Tanto que a geração dos que passaram dos cinquenta ou sessenta anos lembra, com facilidade, de ambientes como o Carinhoso, Chorão, Panelão, Beco da Glória, Beliskão, Chambaril, Jangadeiro, Caravelas, Arte e Manha, Saravá, Reizinho, Ka Ti Kero,  Boêmio, Maresia e Estação Trem de Minas, que cheguei a frequentar pela boa comida. E pela música e gente bonita.

Hoje a coisa mudou.

Os bares sumiram.

Para se ter uma ideia, nos dias de agora, nós temos apenas um: o Bali Bar, encostado ao posto. Os quiosques do calçadão são poucos atrativos. A maioria fecha à noite. A culinária de ponta não existe mais, salvo nos tradicionais Farol Bar e Cais 43, além da Peixada da Comadre e Peixada O Velho Chorão, que resistem, heroicamente.

Beber na praia hoje exige paciência.

Estou falando de bebericar com arte e harmonia, como outrora, quando os amantes etílicos tinham espírito de artista e educação pacífica, qual árvores frutificando amizades.
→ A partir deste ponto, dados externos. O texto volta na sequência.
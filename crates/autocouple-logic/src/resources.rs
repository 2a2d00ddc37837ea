//! Connectivity grouping for resource-sharing sets.
//!
//! Groups are recomputed from scratch from the current link list rather
//! than split incrementally, so removing a link never leaves stale unions.

use std::collections::BTreeMap;

/// Partition `nodes` into connected groups over `links`.
///
/// Each node maps to the smallest member of its group. Links that mention a
/// node not in `nodes` are ignored.
pub fn connected_groups<K>(nodes: &[K], links: &[(K, K)]) -> BTreeMap<K, K>
where
    K: Copy + Ord,
{
    let index: BTreeMap<K, usize> = nodes.iter().enumerate().map(|(i, &k)| (k, i)).collect();
    let mut parent: Vec<usize> = (0..nodes.len()).collect();

    fn find(parent: &mut [usize], mut i: usize) -> usize {
        while parent[i] != i {
            parent[i] = parent[parent[i]];
            i = parent[i];
        }
        i
    }

    for (a, b) in links {
        let (Some(&ia), Some(&ib)) = (index.get(a), index.get(b)) else {
            continue;
        };
        let ra = find(&mut parent, ia);
        let rb = find(&mut parent, ib);
        if ra != rb {
            parent[rb] = ra;
        }
    }

    // Smallest member per root
    let mut label: BTreeMap<usize, K> = BTreeMap::new();
    for (i, &node) in nodes.iter().enumerate() {
        let root = find(&mut parent, i);
        label
            .entry(root)
            .and_modify(|l| {
                if node < *l {
                    *l = node;
                }
            })
            .or_insert(node);
    }

    nodes
        .iter()
        .enumerate()
        .map(|(i, &node)| {
            let root = find(&mut parent, i);
            (node, label[&root])
        })
        .collect()
}
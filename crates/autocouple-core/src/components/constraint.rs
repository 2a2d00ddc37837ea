//! Physical constraint components.
//!
//! A constraint is its own entity holding the two bodies it binds. The
//! physics host removes the entity when the constraint breaks.

use super::devices::RigidBody;
use hecs::Entity;
use serde::{Deserialize, Serialize};

/// Spring drive for one set of axes
#[derive(Debug, Clone, Copy, PartialEq, Serialize, Deserialize)]
pub struct JointDrive {
    pub spring: f32,
    pub damper: f32,
    pub max_force: f32,
}

/// 6-DOF joint configuration
#[derive(Debug, Clone, Copy, PartialEq, Serialize, Deserialize)]
pub struct ConstraintParams {
    /// Drive on the three translation axes
    pub linear: JointDrive,
    /// Drive on the three rotation axes
    pub angular: JointDrive,
    /// Soft angular limit in degrees, applied on every rotation axis
    pub angular_limit: f32,
    pub break_force: f32,
    pub break_torque: f32,
    pub enable_collision: bool,
}

impl ConstraintParams {
    /// Near-rigid joint for an implicit link. Never breaks under load.
    ///
    /// The angular limit stops short of 180° to keep the solver off its
    /// singular configuration.
    pub fn implicit_link() -> Self {
        Self {
            linear: JointDrive {
                spring: 1e20,
                damper: 0.0,
                max_force: 1e20,
            },
            angular: JointDrive {
                spring: 60_000.0,
                damper: 0.0,
                max_force: 1e20,
            },
            angular_limit: 177.0,
            break_force: f32::INFINITY,
            break_torque: f32::INFINITY,
            enable_collision: false,
        }
    }

    /// Joint for an official tree edge: breaks at the weaker body's limits.
    pub fn official_link(a: &RigidBody, b: &RigidBody) -> Self {
        Self {
            break_force: a.break_force.min(b.break_force),
            break_torque: a.break_torque.min(b.break_torque),
            ..Self::implicit_link()
        }
    }

    pub fn is_unbreakable(&self) -> bool {
        self.break_force.is_infinite() && self.break_torque.is_infinite()
    }
}

/// Constraint entity component
#[derive(Debug, Clone, Copy)]
pub struct PhysicalConstraint {
    /// Body the joint is attached to (the link's first segment)
    pub connected: Entity,
    /// Body carrying the joint (the link's second segment)
    pub owner: Entity,
    pub params: ConstraintParams,
}

impl PhysicalConstraint {
    pub fn binds(&self, segment: Entity) -> bool {
        self.connected == segment || self.owner == segment
    }
}
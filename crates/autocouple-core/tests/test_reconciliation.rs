//! Integration tests for the coupling engine over a live scene.
//!
//! Exercises: Scene edits → CouplingEngine handlers → step loop
//! → trackers, occupancy, resource groups and persistence.

use autocouple_core::events::LinkEventKind;
use autocouple_core::persistence::{load_links, save_links};
use autocouple_core::prelude::*;
use autocouple_core::systems::same_group;
use hecs::Entity;
use rand::rngs::StdRng;
use rand::{Rng, SeedableRng};
use std::collections::BTreeSet;

// ── Helpers ────────────────────────────────────────────────────────────

fn arm(scene: &mut Scene, name: &str, x: f32, tip_toward: f32, gap: f32) -> Entity {
    let tip = Vec3::new(tip_toward * (0.5 - gap / 2.0), 0.0, 0.0);
    scene.spawn_segment(
        SegmentSpec::new(name)
            .at(x, 0.0, 0.0)
            .stack("top", Vec3::new(0.0, 0.5, 0.0), Vec3::Y)
            .stack("tip", tip, Vec3::new(tip_toward, 0.0, 0.0)),
    )
}

fn hub(scene: &mut Scene) -> Entity {
    scene.spawn_segment(
        SegmentSpec::new("hub")
            .at(0.0, 1.0, 0.0)
            .stack("left", Vec3::new(-0.5, -0.5, 0.0), -Vec3::Y)
            .stack("right", Vec3::new(0.5, -0.5, 0.0), -Vec3::Y),
    )
}

/// Hub with two arms hanging off it; the arm tips face each other `gap` apart.
fn two_arms(scene: &mut Scene, gap: f32) -> (Entity, Entity, Entity) {
    let hub = hub(scene);
    let left = arm(scene, "left", -0.5, 1.0, gap);
    let right = arm(scene, "right", 0.5, -1.0, gap);
    scene.attach(PointRef::new(left, 0), PointRef::new(hub, 0)).unwrap();
    scene.attach(PointRef::new(right, 0), PointRef::new(hub, 1)).unwrap();
    (hub, left, right)
}

/// A two-port in-line segment between `parent`'s point and a child arm.
fn inline(scene: &mut Scene, name: &str, x: f32, extra: Option<Capability>, device: bool) -> Entity {
    let mut spec = SegmentSpec::new(name)
        .at(x, 0.75, 0.0)
        .stack("top", Vec3::new(0.0, 0.25, 0.0), Vec3::Y)
        .stack("bottom", Vec3::new(0.0, -0.25, 0.0), -Vec3::Y);
    if let Some(capability) = extra {
        spec = spec.capability(capability);
    }
    if device {
        spec = spec.device(SeparationDevice::at_point(0));
    }
    scene.spawn_segment(spec)
}

/// Hub, a left arm carrying a separation device on `device_point`, and a
/// right arm; the arm tips face each other.
fn arms_with_device(scene: &mut Scene, device_point: usize) -> (Entity, Entity, Entity) {
    let hub = hub(scene);
    let left = scene.spawn_segment(
        SegmentSpec::new("left")
            .at(-0.5, 0.0, 0.0)
            .stack("top", Vec3::new(0.0, 0.5, 0.0), Vec3::Y)
            .stack("tip", Vec3::new(0.475, 0.0, 0.0), Vec3::X)
            .device(SeparationDevice::at_point(device_point)),
    );
    let right = arm(scene, "right", 0.5, -1.0, 0.05);
    scene.attach(PointRef::new(left, 0), PointRef::new(hub, 0)).unwrap();
    scene.attach(PointRef::new(right, 0), PointRef::new(hub, 1)).unwrap();
    (hub, left, right)
}
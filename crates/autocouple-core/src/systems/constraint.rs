//! Physical constraint primitive
//!
//! Constraints are entities carrying a [`PhysicalConstraint`]. Creating one
//! requires both segments to exist and be simulated (carry a [`RigidBody`]).

use crate::components::{ConstraintParams, PhysicalConstraint, RigidBody, Segment};
use hecs::{Entity, World};

#[derive(Debug, Clone, Copy, PartialEq, Eq)]
pub enum ConstraintError {
    /// Endpoint is not a live segment
    MissingSegment(Entity),
    /// Endpoint is not physically simulated
    MissingBody(Entity),
}

impl std::fmt::Display for ConstraintError {
    fn fmt(&self, f: &mut std::fmt::Formatter<'_>) -> std::fmt::Result {
        match self {
            ConstraintError::MissingSegment(e) => write!(f, "segment {:?} does not exist", e),
            ConstraintError::MissingBody(e) => write!(f, "segment {:?} has no rigid body", e),
        }
    }
}

impl std::error::Error for ConstraintError {}

/// Join `owner` to `connected` with a new constraint entity.
pub fn create_constraint(
    world: &mut World,
    connected: Entity,
    owner: Entity,
    params: ConstraintParams,
) -> Result<Entity, ConstraintError> {
    for segment in [connected, owner] {
        if world.get::<&Segment>(segment).is_err() {
            return Err(ConstraintError::MissingSegment(segment));
        }
        if world.get::<&RigidBody>(segment).is_err() {
            return Err(ConstraintError::MissingBody(segment));
        }
    }
    Ok(world.spawn((PhysicalConstraint {
        connected,
        owner,
        params,
    },)))
}

/// Returns false if the constraint was already gone.
pub fn destroy_constraint(world: &mut World, handle: Entity) -> bool {
    if !constraint_alive(world, handle) {
        return false;
    }
    world.despawn(handle).is_ok()
}

pub fn constraint_alive(world: &World, handle: Entity) -> bool {
    world.get::<&PhysicalConstraint>(handle).is_ok()
}

pub fn constraint_of(world: &World, handle: Entity) -> Option<PhysicalConstraint> {
    world.get::<&PhysicalConstraint>(handle).ok().map(|c| *c)
}

/// Every constraint with `segment` at either end.
pub fn constraints_binding(world: &World, segment: Entity) -> Vec<Entity> {
    let mut handles: Vec<Entity> = world
        .query::<&PhysicalConstraint>()
        .iter()
        .filter(|(_, c)| c.binds(segment))
        .map(|(e, _)| e)
        .collect();
    handles.sort_by_key(|e| e.id());
    handles
}

/// A breakable constraint joining exactly `a` and `b`.
pub fn official_constraint_between(world: &World, a: Entity, b: Entity) -> Option<Entity> {
    world
        .query::<&PhysicalConstraint>()
        .iter()
        .find(|(_, c)| c.binds(a) && c.binds(b) && !c.params.is_unbreakable())
        .map(|(e, _)| e)
}
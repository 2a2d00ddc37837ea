//! Segment structure components: Segment, AttachPoint, PointRef.

use super::common::AssemblyId;
use autocouple_logic::geometry::Vec3;
use hecs::Entity;
use serde::{Deserialize, Serialize};

/// Segment component - a rigid body in an assembly tree
#[derive(Debug, Clone)]
pub struct Segment {
    pub name: String,
    /// Official tree edge; `None` for the root
    pub parent: Option<Entity>,
    /// Assembly this segment currently belongs to
    pub assembly: AssemblyId,
}

impl Segment {
    pub fn new(name: impl Into<String>, assembly: AssemblyId) -> Self {
        Self {
            name: name.into(),
            parent: None,
            assembly,
        }
    }

    pub fn is_root(&self) -> bool {
        self.parent.is_none()
    }
}

#[derive(Debug, Clone, Copy, PartialEq, Eq, Hash, Serialize, Deserialize)]
pub enum NodeKind {
    /// End-to-end stacking point
    Stack,
    /// Surface mount; never auto-linked
    Surface,
    /// Host-specific point (docking reference, etc.)
    Special,
}

/// Points whose id starts with this are internal to a staging shroud.
pub const INTERSTAGE_PREFIX: &str = "interstage";

/// A connection point on a segment
#[derive(Debug, Clone)]
pub struct AttachPoint {
    pub id: String,
    /// Offset in the owning segment's frame
    pub position: Vec3,
    /// Outward normal in the owning segment's frame
    pub orientation: Vec3,
    pub kind: NodeKind,
    /// Segment this point is linked to, officially or implicitly
    pub occupied_by: Option<Entity>,
    /// Back-reference to the owning segment
    pub owner: Option<Entity>,
}

impl AttachPoint {
    pub fn new(id: impl Into<String>, position: Vec3, orientation: Vec3, kind: NodeKind) -> Self {
        Self {
            id: id.into(),
            position,
            orientation,
            kind,
            occupied_by: None,
            owner: None,
        }
    }

    pub fn stack(id: impl Into<String>, position: Vec3, orientation: Vec3) -> Self {
        Self::new(id, position, orientation, NodeKind::Stack)
    }

    pub fn surface(id: impl Into<String>, position: Vec3, orientation: Vec3) -> Self {
        Self::new(id, position, orientation, NodeKind::Surface)
    }

    pub fn is_free(&self) -> bool {
        self.occupied_by.is_none()
    }

    pub fn is_interstage(&self) -> bool {
        self.id.starts_with(INTERSTAGE_PREFIX)
    }
}

/// All attach points of a segment, in declaration order
#[derive(Debug, Clone, Default)]
pub struct AttachPoints {
    pub points: Vec<AttachPoint>,
}

impl AttachPoints {
    pub fn new(points: Vec<AttachPoint>) -> Self {
        Self { points }
    }

    pub fn get(&self, index: usize) -> Option<&AttachPoint> {
        self.points.get(index)
    }

    pub fn get_mut(&mut self, index: usize) -> Option<&mut AttachPoint> {
        self.points.get_mut(index)
    }

    pub fn index_of(&self, id: &str) -> Option<usize> {
        self.points.iter().position(|p| p.id == id)
    }

    /// Index of the first point occupied by `other`.
    pub fn index_linked_to(&self, other: Entity) -> Option<usize> {
        self.points.iter().position(|p| p.occupied_by == Some(other))
    }

    pub fn len(&self) -> usize {
        self.points.len()
    }

    pub fn is_empty(&self) -> bool {
        self.points.is_empty()
    }
}

/// Stable address of one attach point: owning segment + index
#[derive(Debug, Clone, Copy, PartialEq, Eq, PartialOrd, Ord, Hash)]
pub struct PointRef {
    pub segment: Entity,
    pub index: usize,
}

impl PointRef {
    pub fn new(segment: Entity, index: usize) -> Self {
        Self { segment, index }
    }
}

/// Unordered pair of segments, stored smallest first
#[derive(Debug, Clone, Copy, PartialEq, Eq, PartialOrd, Ord, Hash)]
pub struct SegmentPair(Entity, Entity);

impl SegmentPair {
    pub fn new(a: Entity, b: Entity) -> Self {
        if a <= b {
            Self(a, b)
        } else {
            Self(b, a)
        }
    }

    pub fn first(&self) -> Entity {
        self.0
    }

    pub fn second(&self) -> Entity {
        self.1
    }

    pub fn contains(&self, segment: Entity) -> bool {
        self.0 == segment || self.1 == segment
    }

    /// The member that is not `segment`, if `segment` is a member.
    pub fn other(&self, segment: Entity) -> Option<Entity> {
        if self.0 == segment {
            Some(self.1)
        } else if self.1 == segment {
            Some(self.0)
        } else {
            None
        }
    }
}
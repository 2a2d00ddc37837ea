//! Pure auto-coupling logic.
//!
//! This crate holds the parts of the implicit-joint engine that need no
//! scene, no ECS and no host: geometry, pairing thresholds and the
//! first-fit sweep, tree path walks, connectivity grouping, the deferred
//! step scheduler and settings parsing. Functions take plain data and return
//! results, so they are unit-testable on their own.
//!
//! # Module Overview
//!
//! | Module | Purpose |
//! |--------|---------|
//! | [`capability`] | Joint/device role tags per segment, rigid-path blocking rule |
//! | [`geometry`] | `Vec3`, `Quat`, `Pose` and angle helpers |
//! | [`pairing`] | Distance/facing eligibility, closest-candidate search, first-fit sweep |
//! | [`path`] | Common ancestor and in-between nodes over parent links |
//! | [`resources`] | Connected-group labelling for resource-sharing sets |
//! | [`scheduler`] | Coalescing one-step-later continuation |
//! | [`settings`] | `CouplingSettings` with lenient JSON loading |

pub mod capability;
pub mod geometry;
pub mod pairing;
pub mod path;
pub mod resources;
pub mod scheduler;
pub mod settings;
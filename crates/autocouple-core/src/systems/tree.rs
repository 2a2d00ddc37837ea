//! Tree queries over the official segment hierarchy

use crate::components::{AssemblyId, Segment};
use hecs::{Entity, World};
use std::collections::HashMap;

pub fn parent_of(world: &World, segment: Entity) -> Option<Entity> {
    world.get::<&Segment>(segment).ok().and_then(|s| s.parent)
}

pub fn assembly_of(world: &World, segment: Entity) -> Option<AssemblyId> {
    world.get::<&Segment>(segment).ok().map(|s| s.assembly)
}

pub fn is_segment(world: &World, segment: Entity) -> bool {
    world.get::<&Segment>(segment).is_ok()
}

/// Are the two segments joined by an official parent-child edge?
pub fn are_tree_adjacent(world: &World, a: Entity, b: Entity) -> bool {
    parent_of(world, a) == Some(b) || parent_of(world, b) == Some(a)
}

/// Map of parent -> children, children in entity order
pub fn child_map(world: &World) -> HashMap<Entity, Vec<Entity>> {
    let mut map: HashMap<Entity, Vec<Entity>> = HashMap::new();
    for (entity, segment) in world.query::<&Segment>().iter() {
        if let Some(parent) = segment.parent {
            map.entry(parent).or_default().push(entity);
        }
    }
    for children in map.values_mut() {
        children.sort_by_key(|e| e.id());
    }
    map
}

pub fn children_of(world: &World, segment: Entity) -> Vec<Entity> {
    child_map(world).remove(&segment).unwrap_or_default()
}

/// `root` and every segment below it, depth first.
pub fn subtree(world: &World, root: Entity) -> Vec<Entity> {
    if !is_segment(world, root) {
        return Vec::new();
    }
    let map = child_map(world);
    let mut out = Vec::new();
    let mut stack = vec![root];
    while let Some(current) = stack.pop() {
        // Guards against a corrupt tree looping forever
        if out.contains(&current) {
            continue;
        }
        out.push(current);
        if let Some(children) = map.get(&current) {
            stack.extend(children.iter().rev().copied());
        }
    }
    out
}

/// Topmost ancestor of `segment`. Stops at a cycle.
pub fn root_of(world: &World, segment: Entity) -> Entity {
    let mut current = segment;
    let mut seen = vec![segment];
    while let Some(parent) = parent_of(world, current) {
        if seen.contains(&parent) {
            log::error!("Cycle in segment tree above {:?}", segment);
            break;
        }
        seen.push(parent);
        current = parent;
    }
    current
}

/// Segments of an assembly in deterministic (entity) order.
pub fn assembly_segments(world: &World, assembly: AssemblyId) -> Vec<Entity> {
    let mut segments: Vec<Entity> = world
        .query::<&Segment>()
        .iter()
        .filter(|(_, s)| s.assembly == assembly)
        .map(|(e, _)| e)
        .collect();
    segments.sort_by_key(|e| e.id());
    segments
}

/// Every assembly that still has at least one segment.
pub fn live_assemblies(world: &World) -> Vec<AssemblyId> {
    let mut ids: Vec<AssemblyId> = world.query::<&Segment>().iter().map(|(_, s)| s.assembly).collect();
    ids.sort();
    ids.dedup();
    ids
}

#[cfg(test)]
mod tests {
    use super::*;

    fn chain(world: &mut World, len: usize) -> Vec<Entity> {
        let mut out: Vec<Entity> = Vec::new();
        for i in 0..len {
            let mut seg = Segment::new(format!("s{}", i), AssemblyId(1));
            seg.parent = out.last().copied();
            out.push(world.spawn((seg,)));
        }
        out
    }

    #[test]
    fn test_root_and_subtree() {
        let mut world = World::new();
        let c = chain(&mut world, 4);
        assert_eq!(root_of(&world, c[3]), c[0]);
        assert_eq!(subtree(&world, c[1]), vec![c[1], c[2], c[3]]);
        assert_eq!(children_of(&world, c[0]), vec![c[1]]);
    }

    #[test]
    fn test_adjacency() {
        let mut world = World::new();
        let c = chain(&mut world, 3);
        assert!(are_tree_adjacent(&world, c[0], c[1]));
        assert!(are_tree_adjacent(&world, c[2], c[1]));
        assert!(!are_tree_adjacent(&world, c[0], c[2]));
    }

    #[test]
    fn test_assembly_listing() {
        let mut world = World::new();
        let c = chain(&mut world, 3);
        let other = world.spawn((Segment::new("lone", AssemblyId(2)),));
        assert_eq!(assembly_segments(&world, AssemblyId(1)), c);
        assert_eq!(assembly_segments(&world, AssemblyId(2)), vec![other]);
        assert_eq!(live_assemblies(&world), vec![AssemblyId(1), AssemblyId(2)]);
    }
}
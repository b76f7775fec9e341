use serde::{Deserialize, Serialize};

use super::{Isbn, MemberId};

/// コマンド：書籍をカタログに追加する
#[derive(Debug, Clone, PartialEq, Eq, Serialize, Deserialize)]
pub struct AddBook {
    pub title: String,
    pub author: String,
    pub isbn: Isbn,
}

/// コマンド：会員を登録する
#[derive(Debug, Clone, PartialEq, Eq, Serialize, Deserialize)]
pub struct RegisterMember {
    pub name: String,
    pub member_id: MemberId,
}

/// コマンド：書籍を貸し出す
///
/// 貸出時刻は呼び出し側ではなくサービスのClockから取得する。
#[derive(Debug, Clone, PartialEq, Eq, Serialize, Deserialize)]
pub struct LoanBook {
    pub member_id: MemberId,
    pub isbn: Isbn,
    pub loan_days: u32,
}

/// コマンド：書籍を返却する
#[derive(Debug, Clone, PartialEq, Eq, Serialize, Deserialize)]
pub struct ReturnBook {
    pub isbn: Isbn,
    pub member_id: MemberId,
}
use crate::ports::RepositoryError;
use thiserror::Error;

/// 会員管理アプリケーション層のエラー
#[derive(Debug, Error)]
pub enum MemberApplicationError {
    /// リポジトリのエラー
    #[error("Repository error")]
    RepositoryError(#[source] RepositoryError),
}

pub type Result<T> = std::result::Result<T, MemberApplicationError>;
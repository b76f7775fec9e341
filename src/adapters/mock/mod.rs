pub mod notifier;

pub use notifier::{RecordingNotifier, SentNotification};
use crate::domain::{Member, MemberId};
use crate::ports::errors::RepositoryError;
use crate::ports::member_repository::{MemberRepository as MemberRepositoryTrait, Result};
use std::sync::{Mutex, MutexGuard};

/// In-memory implementation of MemberRepository
pub struct MemberRepository {
    members: Mutex<Vec<Member>>,
}

impl MemberRepository {
    pub fn new() -> Self {
        Self {
            members: Mutex::new(Vec::new()),
        }
    }

    fn members(&self) -> Result<MutexGuard<'_, Vec<Member>>> {
        self.members
            .lock()
            .map_err(|_| RepositoryError::LockPoisoned("member"))
    }
}

impl Default for MemberRepository {
    fn default() -> Self {
        Self::new()
    }
}

impl MemberRepositoryTrait for MemberRepository {
    fn add(&self, member: Member) -> Result<()> {
        self.members()?.push(member);
        Ok(())
    }

    fn find_by_id(&self, member_id: MemberId) -> Result<Option<Member>> {
        Ok(self
            .members()?
            .iter()
            .find(|m| m.member_id == member_id)
            .cloned())
    }

    fn find_all(&self) -> Result<Vec<Member>> {
        Ok(self.members()?.clone())
    }
}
O recanto da boemia, acreditem, carece de novos e bons bares, que sejam verdadeiros templos de devoção à alegria. E de novos boêmios. Desde que, claro, dotados com as almas dos velhos e românticos notívagos.

Um brinde, pois, à Praia do Meio.

E aos corações embriagados de amor!

Antonio Stélio – Escritor e jornalista.

Iemanjá, cartão postal da Praia do Meio.